178.57.68.89 Mozilla/5.0 (Windows NT 6.2; WOW64) AppleWebKit/537.36 (KHTML like Gecko) Chrome/31.0.1650.63 Safari/537.36, Mozilla/5.0 (Windows NT 6.1; WOW64) AppleWebKit/537.36 (KHTML, like Gecko) Chrome/67.0.3396.79 Safari/537.36
178.159.100.247 Mozilla/5.0 (Windows NT 6.1; WOW64) AppleWebKit/537.22 (KHTML like Gecko) Chrome/25.0.1364.152 Safari/537.22, Mozilla/5.0 (Windows NT 6.1; WOW64) AppleWebKit/537.36 (KHTML, like Gecko) Chrome/67.0.3396.79 Safari/537.36
181.215.39.102 Mozilla/5.0 (Windows NT 6.1; WOW64) AppleWebKit/537.36 (KHTML like Gecko) Chrome/30.0.1599.69 Safari/537.36, Mozilla/5.0 (Windows NT 6.1; WOW64) AppleWebKit/537.36 (KHTML, like Gecko) Chrome/67.0.3396.79 Safari/537.36
185.252.219.97 Mozilla/5.0 (Windows NT 6.1; WOW64) AppleWebKit/537.36 (KHTML like Gecko) Chrome/29.0.1547.57 Safari/537.36, Mozilla/5.0 (Windows NT 6.1; WOW64) AppleWebKit/537.36 (KHTML, like Gecko) Chrome/67.0.3396.79 Safari/537.36
185.252.219.97 Mozilla/5.0 (Windows NT 6.1; WOW64) AppleWebKit/537.36 (KHTML like Gecko) Chrome/29.0.1547.57 Safari/537.36, Mozilla/5.0 (Windows NT 6.1; WOW64) AppleWebKit/537.36 (KHTML, like Gecko) Chrome/67.0.3396.79 Safari/537.36
These spammers seem to have some other tricks. The IP used does not GET before it PUTs, are unique for the day used, making verification of the IP problematic. They also somehow evade my header logging. Hmmm.

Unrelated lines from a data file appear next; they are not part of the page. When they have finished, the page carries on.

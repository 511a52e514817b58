use std::sync::Arc;

use crate::dictionary::{
    CustomNameRecord, CustomWordRecord, Dict, DictRef, DictType, JmdictRecord, JmnedictRecord,
    KanjidicRecord, NazekaRecord, RawDictionaryEntry, YomichanKanjiRecord, YomichanRecord,
};
use crate::errors::LookupError;
use crate::lookup::query::{BucketMap, IntermediaryResult};
use crate::lookup::result::{KanjiInfo, LookupResult, NameInfo};

/// Flattens a dictionary's intermediary buckets into final records.
///
/// Dispatch is per dictionary family; a record whose family does not match
/// its dictionary's declared type is a loaded-data contract violation,
/// logged and returned as an error rather than silently skipped.
pub fn materialize(dict: &Dict, buckets: &BucketMap) -> Result<Vec<LookupResult>, LookupError> {
    let mut results = Vec::new();
    for bucket in buckets.values() {
        for (group_index, group) in bucket.result_groups.iter().enumerate() {
            let chains = bucket
                .process_chains
                .as_ref()
                .and_then(|chains| chains.get(group_index))
                .map(Vec::as_slice);
            for entry in group {
                results.push(entry_to_result(dict, bucket, chains, entry)?);
            }
        }
    }
    Ok(results)
}

fn entry_to_result(
    dict: &Dict,
    bucket: &IntermediaryResult,
    chains: Option<&[Vec<String>]>,
    entry: &Arc<RawDictionaryEntry>,
) -> Result<LookupResult, LookupError> {
    match (dict.dict_type, entry.as_ref()) {
        (DictType::Jmdict, RawDictionaryEntry::Jmdict(record)) => {
            Ok(jmdict_result(dict, bucket, chains, record))
        }
        (DictType::CustomWord, RawDictionaryEntry::CustomWord(record)) => {
            Ok(custom_word_result(dict, bucket, chains, record))
        }
        (DictType::Yomichan, RawDictionaryEntry::Yomichan(record)) => {
            Ok(yomichan_result(dict, bucket, chains, record))
        }
        (DictType::Nazeka, RawDictionaryEntry::Nazeka(record)) => {
            Ok(nazeka_result(dict, bucket, chains, record))
        }
        (DictType::Jmnedict, RawDictionaryEntry::Jmnedict(record)) => {
            Ok(jmnedict_result(dict, bucket, record))
        }
        (DictType::CustomName, RawDictionaryEntry::CustomName(record)) => {
            Ok(custom_name_result(dict, bucket, record))
        }
        (DictType::Kanjidic, RawDictionaryEntry::Kanjidic(record)) => {
            Ok(kanjidic_result(dict, bucket, record))
        }
        (DictType::YomichanKanji, RawDictionaryEntry::YomichanKanji(record)) => {
            Ok(yomichan_kanji_result(dict, bucket, record))
        }
        (dict_type, entry) => {
            let err = LookupError::SchemaMismatch {
                dict_name: dict.name.clone(),
                dict_type,
                family: entry.family(),
                stage: "materialize",
            };
            log::error!("{err}");
            Err(err)
        }
    }
}

fn base_result(dict: &Dict, bucket: &IntermediaryResult, primary_spelling: &str) -> LookupResult {
    LookupResult::new(primary_spelling, bucket.matched_text.clone(), DictRef::from(dict))
}

fn with_deconjugation(
    mut result: LookupResult,
    bucket: &IntermediaryResult,
    chains: Option<&[Vec<String>]>,
) -> LookupResult {
    result.deconjugated_matched_text = bucket.deconjugated_text.clone();
    if let (Some(base), Some(chains)) = (&bucket.deconjugated_text, chains) {
        result.deconjugation_process_text = render_process_text(base, chains);
    }
    result
}

fn jmdict_result(
    dict: &Dict,
    bucket: &IntermediaryResult,
    chains: Option<&[Vec<String>]>,
    record: &JmdictRecord,
) -> LookupResult {
    let mut result = base_result(dict, bucket, &record.primary_spelling);
    result.readings = record.readings.clone();
    result.alternative_spellings = record.alternative_spellings.clone();
    result.entry_id = Some(record.id);
    result.word_classes = Some(flatten_unique(&record.word_classes));
    result.formatted_definitions = Some(format_jmdict_definitions(record));
    result.primary_spelling_orthography_info = record.primary_spelling_orthography_info.clone();
    result.readings_orthography_info = record.readings_orthography_info.clone();
    result.misc = record.misc.clone();
    with_deconjugation(result, bucket, chains)
}

fn custom_word_result(
    dict: &Dict,
    bucket: &IntermediaryResult,
    chains: Option<&[Vec<String>]>,
    record: &CustomWordRecord,
) -> LookupResult {
    let mut result = base_result(dict, bucket, &record.primary_spelling);
    result.readings = record.readings.clone();
    result.alternative_spellings = record.alternative_spellings.clone();
    result.word_classes = Some(record.word_classes.clone());
    result.formatted_definitions = Some(format_numbered(&record.definitions));
    with_deconjugation(result, bucket, chains)
}

fn yomichan_result(
    dict: &Dict,
    bucket: &IntermediaryResult,
    chains: Option<&[Vec<String>]>,
    record: &YomichanRecord,
) -> LookupResult {
    let mut result = base_result(dict, bucket, &record.primary_spelling);
    result.readings = record.reading.clone().map(|reading| vec![reading]);
    result.word_classes = record.word_classes.clone();
    result.formatted_definitions = non_empty(record.definitions.join("\n"));
    with_deconjugation(result, bucket, chains)
}

fn nazeka_result(
    dict: &Dict,
    bucket: &IntermediaryResult,
    chains: Option<&[Vec<String>]>,
    record: &NazekaRecord,
) -> LookupResult {
    let mut result = base_result(dict, bucket, &record.primary_spelling);
    result.readings = record.reading.clone().map(|reading| vec![reading]);
    result.alternative_spellings = record.alternative_spellings.clone();
    result.formatted_definitions = non_empty(record.definitions.join("; "));
    with_deconjugation(result, bucket, chains)
}

fn jmnedict_result(
    dict: &Dict,
    bucket: &IntermediaryResult,
    record: &JmnedictRecord,
) -> LookupResult {
    let mut result = base_result(dict, bucket, &record.primary_spelling);
    result.readings = record.readings.clone();
    result.alternative_spellings = record.alternative_spellings.clone();
    result.entry_id = Some(record.id);
    result.formatted_definitions = Some(format_jmnedict_definitions(record));
    result.name_info = Some(NameInfo {
        name_types: record.name_types.clone(),
        extra_info: None,
    });
    result
}

fn custom_name_result(
    dict: &Dict,
    bucket: &IntermediaryResult,
    record: &CustomNameRecord,
) -> LookupResult {
    let mut result = base_result(dict, bucket, &record.primary_spelling);
    result.readings = record.reading.clone().map(|reading| vec![reading]);
    result.formatted_definitions = Some(match &record.extra_info {
        Some(extra_info) => format!("({}) {extra_info}", record.name_type),
        None => format!("({})", record.name_type),
    });
    result.name_info = Some(NameInfo {
        name_types: vec![record.name_type.clone()],
        extra_info: record.extra_info.clone(),
    });
    result
}

fn kanjidic_result(
    dict: &Dict,
    bucket: &IntermediaryResult,
    record: &KanjidicRecord,
) -> LookupResult {
    let mut result = base_result(dict, bucket, &bucket.matched_text);
    result.readings = concat_kanji_readings(&[
        record.on_readings.as_deref(),
        record.kun_readings.as_deref(),
        record.nanori_readings.as_deref(),
    ]);
    result.formatted_definitions = record
        .definitions
        .as_ref()
        .and_then(|definitions| non_empty(definitions.join(", ")));
    result.kanji_info = Some(KanjiInfo {
        on_readings: record.on_readings.clone(),
        kun_readings: record.kun_readings.clone(),
        nanori_readings: record.nanori_readings.clone(),
        radical_names: record.radical_names.clone(),
        stroke_count: Some(record.stroke_count),
        grade: Some(record.grade),
        frequency: record.frequency,
    });
    result
}

fn yomichan_kanji_result(
    dict: &Dict,
    bucket: &IntermediaryResult,
    record: &YomichanKanjiRecord,
) -> LookupResult {
    let mut result = base_result(dict, bucket, &bucket.matched_text);
    result.readings =
        concat_kanji_readings(&[record.on_readings.as_deref(), record.kun_readings.as_deref()]);
    let mut lines: Vec<String> = record.definitions.clone().unwrap_or_default();
    if let Some(stats) = &record.stats {
        lines.extend(stats.iter().map(|(name, value)| format!("{name}: {value}")));
    }
    result.formatted_definitions = non_empty(lines.join("\n"));
    result.kanji_info = Some(KanjiInfo {
        on_readings: record.on_readings.clone(),
        kun_readings: record.kun_readings.clone(),
        nanori_readings: None,
        radical_names: None,
        stroke_count: None,
        grade: None,
        frequency: None,
    });
    result
}

/// Joins deconjugation chains into the display trail, one `～{base}` run per
/// alternative chain, alternatives joined with `; `.
///
/// Steps are walked right to left. A parenthesized step is an annotation: it
/// renders only when it is the sole step of its chain, and is skipped
/// otherwise.
fn render_process_text(base: &str, chains: &[Vec<String>]) -> Option<String> {
    let mut rendered: Vec<String> = Vec::new();
    for chain in chains {
        let steps: Vec<&str> = chain
            .iter()
            .map(String::as_str)
            .filter(|step| !step.is_empty())
            .collect();
        if steps.is_empty() {
            continue;
        }
        let mut text = format!("～{base}");
        if steps.len() == 1 && is_parenthesized(steps[0]) {
            text.push_str(steps[0]);
            push_unique(&mut rendered, text);
            continue;
        }
        for &step in steps.iter().rev() {
            if is_parenthesized(step) {
                continue;
            }
            text.push('→');
            text.push_str(step);
        }
        push_unique(&mut rendered, text);
    }
    (!rendered.is_empty()).then(|| rendered.join("; "))
}

fn is_parenthesized(step: &str) -> bool {
    (step.starts_with('(') && step.ends_with(')'))
        || (step.starts_with('（') && step.ends_with('）'))
}

fn push_unique(rendered: &mut Vec<String>, text: String) {
    if !rendered.contains(&text) {
        rendered.push(text);
    }
}

fn format_jmdict_definitions(record: &JmdictRecord) -> String {
    let numbered = record.definitions.len() > 1;
    let mut senses = Vec::with_capacity(record.definitions.len());
    for (i, glosses) in record.definitions.iter().enumerate() {
        let mut sense = String::new();
        if numbered {
            sense.push_str(&format!("({}) ", i + 1));
        }
        let mut annotations: Vec<&str> = Vec::new();
        if let Some(word_classes) = record.word_classes.get(i) {
            annotations.extend(word_classes.iter().map(String::as_str));
        }
        if let Some(misc) = record.misc.as_ref().and_then(|misc| misc.get(i)) {
            annotations.extend(misc.iter().map(String::as_str));
        }
        if let Some(fields) = record.fields.as_ref().and_then(|fields| fields.get(i)) {
            annotations.extend(fields.iter().map(String::as_str));
        }
        if !annotations.is_empty() {
            sense.push_str(&format!("[{}] ", annotations.join(", ")));
        }
        sense.push_str(&glosses.join("; "));
        senses.push(sense);
    }
    senses.join(" ")
}

fn format_jmnedict_definitions(record: &JmnedictRecord) -> String {
    let definitions = record.definitions.join("; ");
    if record.name_types.is_empty() {
        definitions
    } else {
        format!("({}) {definitions}", record.name_types.join(", "))
    }
}

fn format_numbered(definitions: &[String]) -> String {
    if definitions.len() > 1 {
        definitions
            .iter()
            .enumerate()
            .map(|(i, definition)| format!("({}) {definition}", i + 1))
            .collect::<Vec<_>>()
            .join(" ")
    } else {
        definitions.join("")
    }
}

fn non_empty(text: String) -> Option<String> {
    (!text.is_empty()).then_some(text)
}

fn flatten_unique(word_classes: &[Vec<String>]) -> Vec<String> {
    let mut flattened: Vec<String> = Vec::new();
    for sense in word_classes {
        for word_class in sense {
            if !flattened.contains(word_class) {
                flattened.push(word_class.clone());
            }
        }
    }
    flattened
}

fn concat_kanji_readings(reading_lists: &[Option<&[String]>]) -> Option<Vec<String>> {
    let readings: Vec<String> = reading_lists
        .iter()
        .flatten()
        .flat_map(|readings| readings.iter().cloned())
        .collect();
    (!readings.is_empty()).then_some(readings)
}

All UAs are unique, with small variations in each., but most are from QUALITY NETWORK CORP, RU
-178.57.68.0/24 QUALITY NETWORK CORP, RU
-178.159.100.0/24 QUALITY NETWORK CORP, RU
-181.215.39.102 QUALITY NETWORK CORP, RU
-181.215.39/24 Digital Energy Technologies Chile
-185.252.218.0 - 185.252.219.255 QualityNetwork Estonia
Has anyone else noticed these double UAs? Can you see a flaw in my Regex?
"Mozilla\/5\.0 \(Windows NT 6(.*?), Mozilla\/5\.0 \(Windows NT 6"